Henderson has also filed a lawsuit against a member of the Federal Public Defender's Office which this Court dismissed, including two dismissals after attempts to amend the pleadings. Henderson v.
But the Court is forced to take additional measures, as Henderson's repeated and unfounded lawsuits have placed a burden on the Court, its Clerk's Office, and the Defendant. The Court has a duty to protect against conduct that impairs its ability to manage its caseload. Procup v. Strickland, 792 F.2d 1069, 1073 (11th Cir. 1986) (citing In re Martin-Trigona, 737F.2d 1254, 1261-62 (2d Cir. 1984), cert. denied, 474 U.S. 1061 (1986)); see also Tucker v. Seiber, No. 93-7239, 1994 U.S. App. LEXIS 3930, at *3 (citing Procup, 792 F.2d at 1073). In fulfillment of this duty and to allow for the orderly administration of justice, the Court issued an Order requiring Henderson to show cause why he should not be required to obtain permission from a judge of this Court before filing any further pro se lawsuits. (ECF No. 27.)
As instructed, Henderson appeared before the Court on March 7, 2013 and agreed not to file further claims against Henrico without following a profiling procedure. Based upon this representation, the Court finds that a prefiling injunction is appropriate to ensure that Henderson will continue to comply in the future. At the same time, there is no reason to punish Henderson in any way. The Court's injunction is simply designed to promote the orderly administration of justice without totally foreclosing Henderson's access to the Courthouse should he wish to present a non-frivolous claim.
I. BACKGROUND
Defendant Henrico County, Virginia ("Henrico County") employed Henderson in its Public Works Department between September 1997 and February 1998. Due to an on-the-job accident in November 1997, Henderson was required to take some time off of work for medical care. In February of 1998, he requested an additional thirty days of medical leave, and his employer requested verification from a physician that such leave was necessary. Henderson, No. 3:98cv790 (E.D. Va. filed Dec. 19, 1998, Docket No. 1). By his own admission, Henderson's physicians determined that he may return to work. Id. Nevertheless, he failed to return to work, and so he was terminated. Id. This Court dismissed his claims and the Fourth Circuit affirmed.
In 2002, Henderson filed a lawsuit identical to the one that he filed in 1998, albeit against a slightly smaller group of defendants. Applying the doctrine of collateral estoppel, this Court dismissed the 2002 lawsuit on summary judgment. Henderson, No. 3:02cv264 (E.D. Va. filed Apr. 18, 2002, Docket No. 13). Henderson did not appeal.
Between 2006 and 2007, Henderson applied for a series of entry-level janitorial jobs with Henrico County, but was not hired. In each instance, a more qualified individual was hired. Henderson, No. 3:08cv32 (E.D. Va. filed Jan. 14, 2008). Nevertheless, Henderson filed a lawsuit alleging both race and age discrimination by Henrico County in its failure to hire him. Id. He also referenced his previous lawsuits, claiming that the failure to hire him was a form of retaliation for his attempt to bring an Americans with Disabilities Act claim in 1998. Id. Because Henderson could produce absolutely no evidence of discrimination, this Court granted summary judgment in favor of the Defendants and the Fourth Circuit affirmed. Id. (summ. j. granted Apr. 15, 2008).

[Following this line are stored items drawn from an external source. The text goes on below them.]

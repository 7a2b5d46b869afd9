use crate::error;
use crate::hal::{Handle, Heap};
use crate::lang::Error;

type Result<T> = std::result::Result<T, Error>;

/// One `arr` slot. A zero handle marks the slot empty.
#[derive(Debug, Clone, Copy, PartialEq, Eq, Default)]
pub struct RawArray {
    pub handle: Handle,
    pub width: u8,
    pub len: usize,
}

/// ## Raw-data array table
///
/// Integer arrays of 1, 2 or 4 byte elements packed little-endian into heap
/// words. The sequencers and `pict` read them back element by element.

#[derive(Debug)]
pub struct RawTable {
    entries: Vec<RawArray>,
}

impl RawTable {
    pub fn new(capacity: usize) -> RawTable {
        RawTable {
            entries: vec![RawArray::default(); capacity],
        }
    }

    pub fn capacity(&self) -> usize {
        self.entries.len()
    }

    pub fn in_use(&self) -> usize {
        self.entries.iter().filter(|e| e.handle != 0).count()
    }

    pub fn get(&self, id: usize) -> Option<&RawArray> {
        self.entries.get(id).filter(|e| e.handle != 0)
    }

    /// Replaces slot `id` with a fresh array holding `values`.
    pub fn create(&mut self, id: usize, values: &[u32], width: u8, heap: &mut dyn Heap) -> Result<()> {
        if id >= self.entries.len() {
            return Err(error!(OutOfRange; "ARRAY ID"));
        }
        if !matches!(width, 1 | 2 | 4) {
            return Err(error!(SyntaxError; "ARRAY WIDTH"));
        }
        self.free(id, heap);
        let words = pack(values, width);
        let handle = heap.alloc(words.len().max(1))?;
        if let Err(e) = heap.fill(handle, 0).and_then(|_| heap.store(handle, 0, &words)) {
            heap.free(handle);
            return Err(e);
        }
        self.entries[id] = RawArray {
            handle,
            width,
            len: values.len(),
        };
        tracing::debug!(id, handle, width, len = values.len(), "array created");
        Ok(())
    }

    /// Returns false when the slot was already empty.
    pub fn free(&mut self, id: usize, heap: &mut dyn Heap) -> bool {
        match self.entries.get_mut(id) {
            Some(entry) if entry.handle != 0 => {
                heap.free(entry.handle);
                *entry = RawArray::default();
                true
            }
            _ => false,
        }
    }

    pub fn free_all(&mut self, heap: &mut dyn Heap) {
        for id in 0..self.entries.len() {
            self.free(id, heap);
        }
    }

    pub fn elements(&self, id: usize, heap: &dyn Heap) -> Result<Vec<u32>> {
        let entry = self.get(id).ok_or_else(|| error!(OutOfRange; "ARRAY ID"))?;
        let per_word = 4 / entry.width as usize;
        let needed = (entry.len + per_word - 1) / per_word;
        if heap.count(entry.handle)? < needed {
            return Err(error!(InternalError; "ARRAY SIZE"));
        }
        let words = heap.load(entry.handle, 0, needed)?;
        Ok(unpack(&words, entry.width, entry.len))
    }
}

fn mask(width: u8) -> u32 {
    if width >= 4 {
        u32::max_value()
    } else {
        (1u32 << (width as u32 * 8)) - 1
    }
}

fn pack(values: &[u32], width: u8) -> Vec<u32> {
    let per_word = 4 / width as usize;
    let bits = width as usize * 8;
    values
        .chunks(per_word)
        .map(|chunk| {
            chunk
                .iter()
                .enumerate()
                .fold(0u32, |word, (i, v)| word | (v & mask(width)) << (i * bits) as u32)
        })
        .collect()
}

fn unpack(words: &[u32], width: u8, len: usize) -> Vec<u32> {
    let per_word = 4 / width as usize;
    let bits = width as usize * 8;
    (0..len)
        .map(|i| {
            let word = words.get(i / per_word).copied().unwrap_or(0);
            (word >> ((i % per_word) * bits) as u32) & mask(width)
        })
        .collect()
}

In 2011, Henderson again brought a similar lawsuit based on his failure to secure employment with Henrico County in 2010 and 2011. Henderson, No. 3:11cv335 (E.D. Va. filed May. 19, 2011). As best as the Court could decipher from his pleadings, Henderson claimed that Henrico County did not hire him because of age, race, and his 1997 on-the-job injury. Id. The Court dismissed the case for lack of subject matter jurisdiction, because the pleadings did not indicate that Henderson had exhausted his administrative remedies with the Equal Employment Opportunity Commission ("EEOC"). Id.
After securing a right to sue letter from the EEOC, Henderson renewed his most recent claims in November 2011. Henderson, No. 3:11cv739 (E.D. Va. filed Nov. 8, 2011). That is the case now at issue. After granting his request to proceed without paying a filing fee, this Court dismissed Henderson's claims, finding his allegations to be entirely conclusory. Id. (dismissed Dec. 22, 2011, ECF No. 2). At this point, Henderson began to engage in a pattern of endless requests to amend his pleadings or for reconsideration of the dismissal of his case. Id. (motions filed Jan. 17, 2012; Feb. 13, 2012; Mar. 26, 2012; June 26, 2012; July 9, 2012; Sept. 7, 2012; Sept. 13, 2012; Oct. 10, 2012; Nov. 9, 2012; Dec. 17, 2012; ECF Nos. 4, 7, 11, 14, 15, 17, 18, 20, 21, 22, 24, 26). In each instance, the motions were denied, because Henderson offered absolutely no additional allegations to show that Henrico County's hiring decisions were unlawfully motivated by race, age, or disability.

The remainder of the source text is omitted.